Hukum Pidana : hukum Barat (KUHP) menentukan bahwa seseorang itu melakukan
suatu pelanggaran adat atau delik haruslah ada aturannya terlebih dahulu. Apabila
peraturannya belum ada maka akan sulit menyatakan bahwa seseorang itu melakukan
pelanggaran atau tidak. Jadi dalam KUHP menganut azas “legalitas” seperti yang diatur
dalam Pasal 1 KUHP.
2. Perbuatan Salah
Hukum Adat : hukum pelanggaran adat tidak membedakan apakah perbuatannya itu
dilakukan dengan sengaja atau karena kelalaian, tetapi lebih memperhatikan pada akibat
dari perbuatannya.
Hukum Pidana : KUHP menyatakan bahwa perbuatan salah yang berakibat dapat dijatuhi
hukuman ditujukan kepada orang yang berbuat atau orang yang melakukan kesalahan dan
perbuatannya tersebut dilakukan dengan sengaja (opzet) atau karena kelalaian (culpa).
3. Kesahalan Yang Berulang
Hukum Adat : Hukum penggaran adat memperhitungkan keseluruhan dari perbuatan
yang dilakukannya karena perhitungan ini akan menjadi dasar pertimbangan apakah
perbuatannya itu dapat dimaafkan atau tidak.
Hukum Pidana : KUHP memnentukan bahwa seseorang yang melakukan kesalahan
beberapa kali hanya dapat dihukum atas perbuatannya yang terakhir dan atau terberat
ancama hukumannya.
4. Berat Ringannya Hukuman
Hukum Adat : Hukum pelanggaran adat justru permintaan maaf dan pengakuan
kesalahan yang dilakukan oleh pelaku menjadi pertimbangan dalam pengenaan
hukumannya.
Hukum Pidana : Penghilangan atau pengurangan hukuman ataupun penambahan
hukuman dalam KUHP ditentukan atas dasar Pasal 44-52 KUHP dan Hakim tidak boleh
mempergunakan dasar yuridis yang lain dalam pertimbangan hukumnya.

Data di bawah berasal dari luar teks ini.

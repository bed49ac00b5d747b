//! Interactive terminal chat.
//!
//! Reads one message per line from stdin and prints the assistant's reply.
//! Three words are commands rather than messages: `exit` (or `quit`) ends
//! the session, `clear` forgets the conversation so the persona introduces
//! itself again, and `reload` re-ingests the documents root.

use anyhow::Result;
use ragchat_core::{RagError, Session};
use std::io::Write;
use tokio::io::{AsyncBufReadExt, BufReader};
use tracing::warn;

use crate::config::Config;
use crate::engine;
use crate::ingest;

/// One line of terminal input.
#[derive(Debug, PartialEq, Eq)]
enum Input<'a> {
    Exit,
    Clear,
    Reload,
    Blank,
    Message(&'a str),
}

fn parse_input(line: &str) -> Input<'_> {
    let trimmed = line.trim();
    match trimmed.to_lowercase().as_str() {
        "" => Input::Blank,
        "exit" | "quit" => Input::Exit,
        "clear" => Input::Clear,
        "reload" => Input::Reload,
        _ => Input::Message(trimmed),
    }
}

pub async fn run_chat(config: &Config) -> Result<()> {
    let index = engine::open_index(config).await?;
    let chat = engine::build_engine(config, index.clone())?;
    let mut session = Session::new();

    let persona = chat.persona();
    println!("{} from {} — customer support", persona.name, persona.company);
    println!("Type your question. Commands: clear, reload, exit.");
    println!();

    let mut lines = BufReader::new(tokio::io::stdin()).lines();
    loop {
        print!("You: ");
        std::io::stdout().flush()?;

        let Some(line) = lines.next_line().await? else {
            break;
        };

        match parse_input(&line) {
            Input::Blank => continue,
            Input::Exit => break,
            Input::Clear => {
                chat.clear(&mut session);
                println!("Conversation cleared.");
            }
            Input::Reload => match ingest::ingest_all(config, &index).await {
                Ok(report) => println!(
                    "Reloaded: {} added, {} removed.",
                    report.passages_added, report.passages_removed
                ),
                Err(e) => println!("Reload failed: {:#}", e),
            },
            Input::Message(text) => match chat.respond(&mut session, text).await {
                Ok(reply) => println!("\nAssistant: {}\n", reply.text),
                Err(RagError::IndexUnavailable(_)) => {
                    println!("The knowledge base is not ready. Run `ragchat ingest` first.");
                }
                Err(e) => {
                    warn!(error = %e, "exchange failed");
                    println!("Sorry, something went wrong answering that. Please try again.");
                }
            },
        }
    }

    println!("Goodbye!");
    index.close().await;
    Ok(())
}
#[tokio::test]
async fn run_without_tool_calls_returns_one_message() {
    let provider = Arc::new(MockProvider::new(vec![Message::assistant(DEFAULT_RESPONSE)]));
    let agent = Agent::new("Test Agent", "gpt-4o").with_instructions("Test instructions");

    let response = orchestrator(&provider)
        .run(
            agent,
            vec![Message::user("Hello, how are you?")],
            ContextVariables::new(),
            RunOptions::default(),
        )
        .await
        .unwrap();

    assert_eq!(response.messages.len(), 1);
    assert_eq!(response.messages[0].content.as_deref(), Some(DEFAULT_RESPONSE));
    assert_eq!(response.messages[0].sender.as_deref(), Some("Test Agent"));
    assert_eq!(response.agent.unwrap().name(), "Test Agent");
}

#[tokio::test]
async fn tool_round_trip_grows_history_by_three() {
    let provider = Arc::new(MockProvider::new(vec![
        weather_call(r#"{"location":"San Francisco"}"#),
        Message::assistant(DEFAULT_RESPONSE),
    ]));

    let seen_location = Arc::new(Mutex::new(None));
    let agent = Agent::new("Test Agent", "gpt-4o")
        .with_instructions("Test instructions")
        .with_tool(Arc::new(weather_tool(Arc::clone(&seen_location))));

    let response = orchestrator(&provider)
        .run(
            agent,
            vec![Message::user("What's the weather like in San Francisco?")],
            ContextVariables::new(),
            RunOptions::default(),
        )
        .await
        .unwrap();

    assert_eq!(
        seen_location.lock().unwrap().as_deref(),
        Some("San Francisco")
    );
    assert_eq!(response.messages.len(), 3);

    let tool_message = &response.messages[1];
    assert_eq!(tool_message.role, Role::Tool);
    assert_eq!(tool_message.tool_call_id.as_deref(), Some("call_1"));
    assert_eq!(tool_message.tool_name.as_deref(), Some("get_weather"));
    assert_eq!(tool_message.content.as_deref(), Some("It's sunny today."));

    assert_eq!(
        response.messages[2].content.as_deref(),
        Some(DEFAULT_RESPONSE)
    );
}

5. Pertanggungjawaban Kesalahan
Hukum Adat : Hukum pelanggaran adat, kesalahan tidak hanya dapat dijatuhkan kepada
pelakunya tetapi juga pada orang tua, sanak saudara atau bahkan pada masyarakat hukum
adatnya. Karena hukum adat membedakan kedudukan seseorang di masyarakat adat.
Dalam hukum pelanggaran adat semua perbuatan dan pelaku dipandang sebagai satu
kesatuan dan diperlakukan sama sejauh itu menimbulkan gangguan keseimbangan dalam
masyarakat (I Gede A.B.Wiranata)
Hukum Pidana : KUHP berdasarkan pertanggung jawaban pada kondisi fisik si pelaku,
artinya orang yang dapat dihukum hanyalah orang secara jasmani dan rohani sehat. KUHP
membedakan antara pelaku (dader) dengan orang yang membantu melakukan (mede
plichtigheid) dan orang yang ikut berbuat (mede daderchap), membujuk berbuat
(uitlokking), dan usaha percobaan (strafbare poging) dalam suatu perbuatan pidana.